### Work instructions
Give back all the records exactly, keeping every line whole.

### Source material
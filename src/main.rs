use log::error;

fn main() {
    env_logger::Builder::from_env(env_logger::Env::default().default_filter_or("info")).init();

    match bolthole::cli::run() {
        Ok(code) => std::process::exit(code),
        Err(err) => {
            error!("{err:#}");
            std::process::exit(1);
        }
    }
}
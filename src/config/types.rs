/// Core types for the launcher: resolved configuration and the error taxonomy.
use std::path::PathBuf;
use thiserror::Error;

/// A resolved executable plus its argument vector.
#[derive(Clone, Debug, PartialEq, Eq)]
pub struct CommandSpec {
    pub exe: PathBuf,
    pub args: Vec<String>,
}

impl CommandSpec {
    pub fn new(exe: impl Into<PathBuf>, args: Vec<String>) -> Self {
        Self {
            exe: exe.into(),
            args,
        }
    }
}

/// Display-proxy helper plus the socket path it will create once bound.
#[derive(Clone, Debug, PartialEq, Eq)]
pub struct DisplayProxyConfig {
    pub command: CommandSpec,
    pub socket: PathBuf,
}

/// Immutable launch configuration, built once by the resolver.
///
/// Helper fields are `None` when the corresponding facility is disabled;
/// `info_template` doubles as the metadata enablement flag.
#[derive(Clone, Debug)]
pub struct LaunchConfiguration {
    pub instance_id: String,
    pub host: CommandSpec,
    pub app: CommandSpec,
    pub bus_proxy: Option<CommandSpec>,
    pub display_proxy: Option<DisplayProxyConfig>,
    pub net_attach: Option<CommandSpec>,
    pub info_template: Option<PathBuf>,
}

/// Launcher error taxonomy.
///
/// A non-zero host exit is not represented here: it is the routine outcome
/// and propagates as the launcher's own exit status. "Child not found" on a
/// specific-pid wait is likewise not an error; both collection mechanisms
/// agree a no-longer-existent child is a collected child.
#[derive(Error, Debug)]
pub enum LauncherError {
    #[error("configuration error: {0}")]
    Config(String),

    #[error("handshake protocol error: {0}")]
    Protocol(String),

    #[error("failed to launch subprocess: {0}")]
    Spawn(String),

    #[error("helper service error: {0}")]
    Service(String),

    #[error("child collection error: {0}")]
    Reap(String),

    #[error("I/O error: {0}")]
    Io(#[from] std::io::Error),
}

impl From<nix::errno::Errno> for LauncherError {
    fn from(err: nix::errno::Errno) -> Self {
        LauncherError::Io(std::io::Error::from_raw_os_error(err as i32))
    }
}

/// Result type alias for launcher operations.
pub type Result<T> = std::result::Result<T, LauncherError>;
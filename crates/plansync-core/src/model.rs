//! The in-memory editable design
//!
//! The session owns exactly one [`EditableModel`]. Saves serialize it with
//! `snapshot`, loads and conflict resolution overwrite it with `replace`.

use plansync_document::DesignPayload;
use serde_json::{Map, Value};
use std::collections::{BTreeSet, VecDeque};

/// Undo depth kept by [`DesignModel`]
pub const HISTORY_LIMIT: usize = 100;

/// Model errors
#[derive(Debug, Clone, PartialEq, Eq, thiserror::Error)]
pub enum ModelError {
    /// Payload does not describe a design
    #[error("invalid design payload: {0}")]
    InvalidPayload(String),

    /// Model could not be serialized
    #[error("failed to serialize design: {0}")]
    Serialize(String),
}

/// Editable design owned by a session
pub trait EditableModel: Send {
    /// Serialize the current design
    ///
    /// # Errors
    /// Returns [`ModelError::Serialize`] if the design cannot be captured
    fn snapshot(&self) -> Result<DesignPayload, ModelError>;

    /// Overwrite the design; on error the model is unchanged
    ///
    /// # Errors
    /// Returns [`ModelError::InvalidPayload`] if the payload is unusable
    fn replace(&mut self, payload: &DesignPayload) -> Result<(), ModelError>;

    /// Drop undo/redo history
    fn clear_history(&mut self);

    /// Drop the active selection
    fn clear_selection(&mut self);
}

#[derive(Debug, Clone, PartialEq)]
struct Change {
    key: String,
    before: Option<Value>,
    after: Option<Value>,
}

/// Design held as a JSON object of named elements
#[derive(Debug, Clone, Default, PartialEq)]
pub struct DesignModel {
    elements: Map<String, Value>,
    undo: VecDeque<Change>,
    redo: Vec<Change>,
    selection: BTreeSet<String>,
}

impl DesignModel {
    /// Create empty design
    #[inline]
    #[must_use]
    pub fn new() -> Self {
        Self::default()
    }

    /// Build from a payload
    ///
    /// # Errors
    /// Returns [`ModelError::InvalidPayload`] unless the payload is an object
    pub fn from_payload(payload: &DesignPayload) -> Result<Self, ModelError> {
        let mut model = Self::new();
        model.replace(payload)?;
        Ok(model)
    }

    /// Element by key
    #[must_use]
    pub fn get(&self, key: &str) -> Option<&Value> {
        self.elements.get(key)
    }

    /// Number of elements
    #[must_use]
    pub fn len(&self) -> usize {
        self.elements.len()
    }

    /// Check if the design has no elements
    #[must_use]
    pub fn is_empty(&self) -> bool {
        self.elements.is_empty()
    }

    /// Insert or overwrite an element
    pub fn set(&mut self, key: impl Into<String>, value: Value) {
        let key = key.into();
        let before = self.elements.insert(key.clone(), value.clone());
        self.record(Change {
            key,
            before,
            after: Some(value),
        });
    }

    /// Remove an element; returns it if present
    pub fn remove(&mut self, key: &str) -> Option<Value> {
        let before = self.elements.remove(key)?;
        self.selection.remove(key);
        self.record(Change {
            key: key.to_string(),
            before: Some(before.clone()),
            after: None,
        });
        Some(before)
    }

    /// Revert the last change
    pub fn undo(&mut self) -> bool {
        let Some(change) = self.undo.pop_back() else {
            return false;
        };
        self.apply(&change.key, change.before.clone());
        self.redo.push(change);
        true
    }

    /// Reapply the last undone change
    pub fn redo(&mut self) -> bool {
        let Some(change) = self.redo.pop() else {
            return false;
        };
        self.apply(&change.key, change.after.clone());
        self.undo.push_back(change);
        true
    }

    #[must_use]
    pub fn can_undo(&self) -> bool {
        !self.undo.is_empty()
    }

    #[must_use]
    pub fn can_redo(&self) -> bool {
        !self.redo.is_empty()
    }

    /// Select an existing element
    pub fn select(&mut self, key: &str) -> bool {
        if self.elements.contains_key(key) {
            self.selection.insert(key.to_string());
            true
        } else {
            false
        }
    }

    /// Selected element keys
    #[must_use]
    pub fn selection(&self) -> &BTreeSet<String> {
        &self.selection
    }

    fn record(&mut self, change: Change) {
        self.redo.clear();
        self.undo.push_back(change);
        while self.undo.len() > HISTORY_LIMIT {
            self.undo.pop_front();
        }
    }

    fn apply(&mut self, key: &str, value: Option<Value>) {
        match value {
            Some(value) => {
                self.elements.insert(key.to_string(), value);
            }
            None => {
                self.elements.remove(key);
                self.selection.remove(key);
            }
        }
    }
}

impl EditableModel for DesignModel {
    fn snapshot(&self) -> Result<DesignPayload, ModelError> {
        Ok(DesignPayload::from_value(Value::Object(self.elements.clone())))
    }

    fn replace(&mut self, payload: &DesignPayload) -> Result<(), ModelError> {
        let Value::Object(elements) = payload.as_value() else {
            return Err(ModelError::InvalidPayload(
                "design payload must be a JSON object".into(),
            ));
        };
        self.elements = elements.clone();
        self.selection.retain(|key| self.elements.contains_key(key));
        Ok(())
    }

    fn clear_history(&mut self) {
        self.undo.clear();
        self.redo.clear();
    }

    fn clear_selection(&mut self) {
        self.selection.clear();
    }
}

### Problem solution
filename src/main.rs
use log::error;

fn main() {
    env_logger::Builder::from_env(env_logger::Env::default().default_filter_or("info")).init();

    match bolthole::cli::run() {
        Ok(code) => std::process::exit(code),
        Err(err) => {
            error!("{err:#}");
            std::process::exit(1);
        }
    }
}
filename src/config/types.rs
/// Core types for the launcher: resolved configuration and the error taxonomy.
use std::path::PathBuf;
use thiserror::Error;

/// A resolved executable plus its argument vector.
#[derive(Clone, Debug, PartialEq, Eq)]
pub struct CommandSpec {
    pub exe: PathBuf,
    pub args: Vec<String>,
}

impl CommandSpec {
    pub fn new(exe: impl Into<PathBuf>, args: Vec<String>) -> Self {
        Self {
            exe: exe.into(),
            args,
        }
    }
}

/// Display-proxy helper plus the socket path it will create once bound.
#[derive(Clone, Debug, PartialEq, Eq)]
pub struct DisplayProxyConfig {
    pub command: CommandSpec,
    pub socket: PathBuf,
}

/// Immutable launch configuration, built once by the resolver.
///
/// Helper fields are `None` when the corresponding facility is disabled;
/// `info_template` doubles as the metadata enablement flag.
#[derive(Clone, Debug)]
pub struct LaunchConfiguration {
    pub instance_id: String,
    pub host: CommandSpec,
    pub app: CommandSpec,
    pub bus_proxy: Option<CommandSpec>,
    pub display_proxy: Option<DisplayProxyConfig>,
    pub net_attach: Option<CommandSpec>,
    pub info_template: Option<PathBuf>,
}

/// Launcher error taxonomy.
///
/// A non-zero host exit is not represented here: it is the routine outcome
/// and propagates as the launcher's own exit status. "Child not found" on a
/// specific-pid wait is likewise not an error; both collection mechanisms
/// agree a no-longer-existent child is a collected child.
#[derive(Error, Debug)]
pub enum LauncherError {
    #[error("configuration error: {0}")]
    Config(String),

    #[error("handshake protocol error: {0}")]
    Protocol(String),

    #[error("failed to launch subprocess: {0}")]
    Spawn(String),

    #[error("helper service error: {0}")]
    Service(String),

    #[error("child collection error: {0}")]
    Reap(String),

    #[error("I/O error: {0}")]
    Io(#[from] std::io::Error),
}

impl From<nix::errno::Errno> for LauncherError {
    fn from(err: nix::errno::Errno) -> Self {
        LauncherError::Io(std::io::Error::from_raw_os_error(err as i32))
    }
}

/// Result type alias for launcher operations.
pub type Result<T> = std::result::Result<T, LauncherError>;
filename crates/plansync-core/src/model.rs
//! The in-memory editable design
//!
//! The session owns exactly one [`EditableModel`]. Saves serialize it with
//! `snapshot`, loads and conflict resolution overwrite it with `replace`.

use plansync_document::DesignPayload;
use serde_json::{Map, Value};
use std::collections::{BTreeSet, VecDeque};

/// Undo depth kept by [`DesignModel`]
pub const HISTORY_LIMIT: usize = 100;

/// Model errors
#[derive(Debug, Clone, PartialEq, Eq, thiserror::Error)]
pub enum ModelError {
    /// Payload does not describe a design
    #[error("invalid design payload: {0}")]
    InvalidPayload(String),

    /// Model could not be serialized
    #[error("failed to serialize design: {0}")]
    Serialize(String),
}

/// Editable design owned by a session
pub trait EditableModel: Send {
    /// Serialize the current design
    ///
    /// # Errors
    /// Returns [`ModelError::Serialize`] if the design cannot be captured
    fn snapshot(&self) -> Result<DesignPayload, ModelError>;

    /// Overwrite the design; on error the model is unchanged
    ///
    /// # Errors
    /// Returns [`ModelError::InvalidPayload`] if the payload is unusable
    fn replace(&mut self, payload: &DesignPayload) -> Result<(), ModelError>;

    /// Drop undo/redo history
    fn clear_history(&mut self);

    /// Drop the active selection
    fn clear_selection(&mut self);
}

#[derive(Debug, Clone, PartialEq)]
struct Change {
    key: String,
    before: Option<Value>,
    after: Option<Value>,
}

/// Design held as a JSON object of named elements
#[derive(Debug, Clone, Default, PartialEq)]
pub struct DesignModel {
    elements: Map<String, Value>,
    undo: VecDeque<Change>,
    redo: Vec<Change>,
    selection: BTreeSet<String>,
}

impl DesignModel {
    /// Create empty design
    #[inline]
    #[must_use]
    pub fn new() -> Self {
        Self::default()
    }

    /// Build from a payload
    ///
    /// # Errors
    /// Returns [`ModelError::InvalidPayload`] unless the payload is an object
    pub fn from_payload(payload: &DesignPayload) -> Result<Self, ModelError> {
        let mut model = Self::new();
        model.replace(payload)?;
        Ok(model)
    }

    /// Element by key
    #[must_use]
    pub fn get(&self, key: &str) -> Option<&Value> {
        self.elements.get(key)
    }

    /// Number of elements
    #[must_use]
    pub fn len(&self) -> usize {
        self.elements.len()
    }

    /// Check if the design has no elements
    #[must_use]
    pub fn is_empty(&self) -> bool {
        self.elements.is_empty()
    }

    /// Insert or overwrite an element
    pub fn set(&mut self, key: impl Into<String>, value: Value) {
        let key = key.into();
        let before = self.elements.insert(key.clone(), value.clone());
        self.record(Change {
            key,
            before,
            after: Some(value),
        });
    }

    /// Remove an element; returns it if present
    pub fn remove(&mut self, key: &str) -> Option<Value> {
        let before = self.elements.remove(key)?;
        self.selection.remove(key);
        self.record(Change {
            key: key.to_string(),
            before: Some(before.clone()),
            after: None,
        });
        Some(before)
    }

    /// Revert the last change
    pub fn undo(&mut self) -> bool {
        let Some(change) = self.undo.pop_back() else {
            return false;
        };
        self.apply(&change.key, change.before.clone());
        self.redo.push(change);
        true
    }

    /// Reapply the last undone change
    pub fn redo(&mut self) -> bool {
        let Some(change) = self.redo.pop() else {
            return false;
        };
        self.apply(&change.key, change.after.clone());
        self.undo.push_back(change);
        true
    }

    #[must_use]
    pub fn can_undo(&self) -> bool {
        !self.undo.is_empty()
    }

    #[must_use]
    pub fn can_redo(&self) -> bool {
        !self.redo.is_empty()
    }

    /// Select an existing element
    pub fn select(&mut self, key: &str) -> bool {
        if self.elements.contains_key(key) {
            self.selection.insert(key.to_string());
            true
        } else {
            false
        }
    }

    /// Selected element keys
    #[must_use]
    pub fn selection(&self) -> &BTreeSet<String> {
        &self.selection
    }

    fn record(&mut self, change: Change) {
        self.redo.clear();
        self.undo.push_back(change);
        while self.undo.len() > HISTORY_LIMIT {
            self.undo.pop_front();
        }
    }

    fn apply(&mut self, key: &str, value: Option<Value>) {
        match value {
            Some(value) => {
                self.elements.insert(key.to_string(), value);
            }
            None => {
                self.elements.remove(key);
                self.selection.remove(key);
            }
        }
    }
}

impl EditableModel for DesignModel {
    fn snapshot(&self) -> Result<DesignPayload, ModelError> {
        Ok(DesignPayload::from_value(Value::Object(self.elements.clone())))
    }

    fn replace(&mut self, payload: &DesignPayload) -> Result<(), ModelError> {
        let Value::Object(elements) = payload.as_value() else {
            return Err(ModelError::InvalidPayload(
                "design payload must be a JSON object".into(),
            ));
        };
        self.elements = elements.clone();
        self.selection.retain(|key| self.elements.contains_key(key));
        Ok(())
    }

    fn clear_history(&mut self) {
        self.undo.clear();
        self.redo.clear();
    }

    fn clear_selection(&mut self) {
        self.selection.clear();
    }
}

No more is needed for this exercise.